Proving the existence of a state aid measure could be difficult but it is far from being ”nearly impossible”. It all depends on how straight-forward or subtle the aid has been granted. If a company receives a payment from the Government, without strong and proper justification, the court may interprete such a situation as amounting to state aid. In many jurisdictions, courts may rely on their own presumption of illegality - for instance, a court may decide that there is a presumption of illegality if there is a strong prohibition in the law and, prima facie, a certain behaviour goes counter to this prohibition.
The wording in article 107 TFEU is helpful in this respect, insofar as it defines state aid as ” [...] any aid granted by a Member State or through State resources in any form whatsoever which distorts or threatens to distort competition by favouring certain undertakings or the production of certain goods [...]". The situation where an advantage is produced from public funds is easy to identify. The second condition - effects on competition - is not very difficult to asses, also, as long as it can be only a risk of such effects - "threatens to distort". The state aid prohibition in the TFEU constitutes a kind of per se prohibition. This does not mean, however, that courts should not ask plaintiffs to bring solid economic analysis as to the likely effects of a state aid measure.

José Miguez

It is true what you say about National Courts and State Aids. In Spain, it is just the same. Only in Administrative Courts, sometime you can see an example of Private Enforcement on State Aids, where is analysed if a State measure is an unlawful State Aid. But in civil courts is really strange, even for damages.

I believe that, unfortunately, neither State Aid rules are well known, nor, of course, the private enforcement on State Aids, even in this last case (private enforcement) the ignorance is bigger. What can we do? What Commission must do?...It’s a hard task.

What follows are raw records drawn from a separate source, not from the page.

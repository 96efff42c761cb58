// Process-wide MCP server: tool registration, the downstream
// `initialized` gate, and orderly shutdown (spec.md §4.H).

use std::sync::Arc;

use rmcp::handler::server::router::tool::ToolRouter;
use rmcp::model::{
    CallToolRequestParam, CallToolResult, ListToolsResult, PaginatedRequestParam,
    ServerCapabilities, ServerInfo,
};
use rmcp::service::{NotificationContext, Peer, RequestContext, RoleServer};
use rmcp::{ErrorData, ServerHandler};
use tokio::sync::{RwLock, watch};
use tracing::{info, warn};

use crate::fleet::Fleet;
use crate::runtime::Sandbox;
use crate::surface::Surface;

/// Shared handle to the one downstream peer this process serves. Empty
/// until `on_initialized` fires; [`crate::fleet::Fleet::set_roots_provider`]
/// is wired against this same handle in `cli::serve::run` so upstream
/// `listRoots` requests reach the actual downstream client.
pub type DownstreamPeer = Arc<RwLock<Option<Peer<RoleServer>>>>;

/// Exactly one of these exists per process lifetime (spec.md §9 "Global
/// mutable state"). `initialized` gates every meta-tool handler on the
/// downstream client's `initialized` notification, closing the race
/// spec.md §9 calls out between a fast first tool call and `connectAll`.
#[derive(Clone)]
pub struct McpManServer {
    pub(super) fleet: Arc<Fleet>,
    pub(super) surface: Arc<Surface>,
    pub(super) sandbox: Sandbox,
    pub(super) tool_router: ToolRouter<Self>,
    initialized_tx: Arc<watch::Sender<bool>>,
    initialized_rx: watch::Receiver<bool>,
    downstream_peer: DownstreamPeer,
}

impl McpManServer {
    pub fn new(fleet: Arc<Fleet>, surface: Arc<Surface>, sandbox: Sandbox) -> Self {
        let (tx, rx) = watch::channel(false);
        Self {
            fleet,
            surface,
            sandbox,
            tool_router: Self::tool_router(),
            initialized_tx: Arc::new(tx),
            initialized_rx: rx,
            downstream_peer: Arc::new(RwLock::new(None)),
        }
    }

    /// Await the downstream `initialized` gate. Every meta-tool handler
    /// calls this first (spec.md §4.G).
    pub(super) async fn wait_until_initialized(&self) {
        let mut rx = self.initialized_rx.clone();
        let _ = rx.wait_for(|ready| *ready).await;
    }

    /// The shared downstream-peer handle, installed into a
    /// [`crate::fleet::RootsProvider`] by `cli::serve::run` before serving.
    pub fn downstream_peer(&self) -> DownstreamPeer {
        self.downstream_peer.clone()
    }

    /// `disconnect()` + process exit path, called from the signal
    /// handler in `cli::serve`. Idempotent, per spec.md §4.H.
    pub async fn shutdown(&self) {
        self.fleet.disconnect().await;
    }
}

impl ServerHandler for McpManServer {
    fn get_info(&self) -> ServerInfo {
        ServerInfo {
            protocol_version: Default::default(),
            capabilities: ServerCapabilities::builder().enable_tools().build(),
            server_info: rmcp::model::Implementation {
                name: "mcpman".into(),
                title: Some("MCPMan".into()),
                version: env!("CARGO_PKG_VERSION").into(),
                icons: None,
                website_url: None,
            },
            instructions: Some(
                "Multiplexing proxy for the Model Context Protocol. Use list_servers/help to \
                 discover upstream tools, eval/code to script over them, invoke for direct \
                 batch calls."
                    .into(),
            ),
        }
    }

    fn list_tools(
        &self,
        _request: Option<PaginatedRequestParam>,
        _context: RequestContext<RoleServer>,
    ) -> impl std::future::Future<Output = Result<ListToolsResult, ErrorData>> + Send + '_ {
        std::future::ready(Ok(ListToolsResult {
            tools: self.tool_router.list_all(),
            next_cursor: None,
            meta: None,
        }))
    }

    fn call_tool(
        &self,
        request: CallToolRequestParam,
        context: RequestContext<RoleServer>,
    ) -> impl std::future::Future<Output = Result<CallToolResult, ErrorData>> + Send + '_ {
        async move {
            let ctx = rmcp::handler::server::tool::ToolCallContext::new(self, request, context);
            self.tool_router.call(ctx).await
        }
    }

    /// On the downstream client's `initialized` notification: capture the
    /// peer, log its capabilities, connect the fleet, then open the gate
    /// every meta-tool handler waits on.
    fn on_initialized(
        &self,
        context: NotificationContext<RoleServer>,
    ) -> impl std::future::Future<Output = ()> + Send + '_ {
        async move {
            let peer = context.peer.clone();
            if let Some(info) = peer.peer_info() {
                info!(
                    client = %info.client_info.name,
                    version = %info.client_info.version,
                    roots = info.capabilities.roots.is_some(),
                    sampling = info.capabilities.sampling.is_some(),
                    elicitation = info.capabilities.elicitation.is_some(),
                    "downstream client initialized"
                );
            } else {
                info!("downstream client initialized; no peer_info available");
            }
            *self.downstream_peer.write().await = Some(peer);

            let unauthorized = self.fleet.connect_all().await;
            if !unauthorized.is_empty() {
                warn!(
                    servers = ?unauthorized,
                    "one or more upstream servers require authorization; re-run the operator auth flow"
                );
            }
            let connected = self.fleet.get_connected_servers().await;
            info!(connected = connected.len(), "fleet connect settled");
            if self.initialized_tx.send(true).is_err() {
                warn!("no receivers left for the initialized gate");
            }
        }
    }
}
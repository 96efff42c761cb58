// Tool surface facade: proxies and globals for the script runtime, plus
// cached type-text generation for `help`/`eval`/`code` (spec.md §4.E).

pub mod proxy;
pub mod types;

use std::collections::HashMap;
use std::sync::{Arc, Mutex};

use crate::error::{McpManError, Result};
use crate::fleet::Fleet;
pub use proxy::ServerProxy;

/// `listTools()` with no server filter groups by server; with a filter it
/// flattens to that server's tool names (spec.md §4.E `listTools`).
#[derive(Debug, Clone)]
pub enum ListToolsResult {
    ByServer(HashMap<String, Vec<String>>),
    Single(Vec<String>),
}

struct TypeCache {
    signature: String,
    definitions: String,
    descriptions: String,
}

/// The facade sitting between the fleet and everything that needs typed
/// access to it: the script runtime's globals and the `help`/`eval`/`code`
/// meta-tool handlers.
pub struct Surface {
    fleet: Arc<Fleet>,
    cache: Mutex<Option<TypeCache>>,
}

impl Surface {
    pub fn new(fleet: Arc<Fleet>) -> Self {
        Self {
            fleet,
            cache: Mutex::new(None),
        }
    }

    pub fn fleet(&self) -> &Arc<Fleet> {
        &self.fleet
    }

    pub async fn list_servers(&self) -> Vec<String> {
        self.fleet.get_connected_servers().await
    }

    pub async fn list_tools(&self, server: Option<&str>) -> ListToolsResult {
        let all = self.fleet.get_all_tools().await;
        match server {
            Some(name) => ListToolsResult::Single(
                all.get(name)
                    .map(|tools| tools.iter().map(|t| t.name.clone()).collect())
                    .unwrap_or_default(),
            ),
            None => ListToolsResult::ByServer(
                all.into_iter()
                    .map(|(server, tools)| (server, tools.into_iter().map(|t| t.name).collect()))
                    .collect(),
            ),
        }
    }

    pub async fn proxies(&self) -> HashMap<String, ServerProxy> {
        let all = self.fleet.get_all_tools().await;
        proxy::build_proxies(&all)
    }

    /// `help(server, tool?)`: the relevant generated declarations, or a
    /// text error enumerating connected servers / that server's tools.
    pub async fn help(&self, server: &str, tool: Option<&str>) -> Result<String> {
        let all = self.fleet.get_all_tools().await;
        let Some(tools) = all.get(server) else {
            let available = all.keys().cloned().collect::<Vec<_>>().join(", ");
            return Err(McpManError::ServerNotConnected(format!(
                "{server} (connected servers: {available})"
            )));
        };

        match tool {
            None => Ok(format!("```typescript\n{}```", types::render_server(server, tools))),
            Some(name) => {
                let proxy = ServerProxy::new(server, tools.clone());
                let resolved = proxy.resolve(name)?;
                Ok(format!(
                    "```typescript\n{}```",
                    types::render_server(server, std::slice::from_ref(resolved))
                ))
            }
        }
    }

    /// `getTypeDefinitions(servers?)`. The unfiltered call is memoized on
    /// the tool signature; a server filter is always recomputed (spec.md
    /// §4.E).
    pub async fn get_type_definitions(&self, servers: Option<&[String]>) -> String {
        let all = self.fleet.get_all_tools().await;
        match servers {
            Some(filter) => {
                let filtered: HashMap<_, _> = all
                    .iter()
                    .filter(|(name, _)| filter.contains(name))
                    .collect();
                types::render_all(filtered.into_iter())
            }
            None => self.cached(&all).definitions,
        }
    }

    pub async fn get_tool_descriptions(&self, servers: Option<&[String]>) -> String {
        let all = self.fleet.get_all_tools().await;
        match servers {
            Some(filter) => {
                let filtered: HashMap<_, _> = all
                    .iter()
                    .filter(|(name, _)| filter.contains(name))
                    .collect();
                types::render_descriptions(filtered.into_iter())
            }
            None => self.cached(&all).descriptions,
        }
    }

    fn cached(&self, all: &HashMap<String, Vec<crate::fleet::ToolDescriptor>>) -> CachedPair {
        let sig = types::signature(all);
        let mut cache = self.cache.lock().unwrap();
        if let Some(c) = cache.as_ref() {
            if c.signature == sig {
                return CachedPair {
                    definitions: c.definitions.clone(),
                    descriptions: c.descriptions.clone(),
                };
            }
        }
        let definitions = types::render_all(all.iter());
        let descriptions = types::render_descriptions(all.iter());
        *cache = Some(TypeCache {
            signature: sig,
            definitions: definitions.clone(),
            descriptions: descriptions.clone(),
        });
        CachedPair {
            definitions,
            descriptions,
        }
    }

    /// Resolve `tool` against `server`'s current proxy and delegate the
    /// call to the fleet, per spec.md §4.B attribute resolution.
    pub async fn call_tool(
        &self,
        server: &str,
        tool: &str,
        args: serde_json::Value,
    ) -> Result<Vec<rmcp::model::Content>> {
        let all = self.fleet.get_all_tools().await;
        let tools = all
            .get(server)
            .ok_or_else(|| McpManError::ServerNotConnected(server.to_string()))?;
        let proxy = ServerProxy::new(server, tools.clone());
        let resolved = proxy.resolve(tool)?.name.clone();
        self.fleet.call_tool(server, &resolved, args).await
    }
}

struct CachedPair {
    definitions: String,
    descriptions: String,
}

I am very interesting in this important question and I prepared an article about Private Enforcement on State Aid that was published in a book about Private Enforcement on Competition Law (unfortunately the only reference in a Congress about Private Enforcement of Competition Law): RODRÍGUEZ MIGUEZ, J. A.: “Private Enforcement with regard of State or Public Aids”, en VELASCO DE PEDRO, L. A. et al. Dirs, Private enforcement of Competition Law, Lex Nova, Valladolid, 2011, pp. 485 a 497. ISBN. 9788498983333.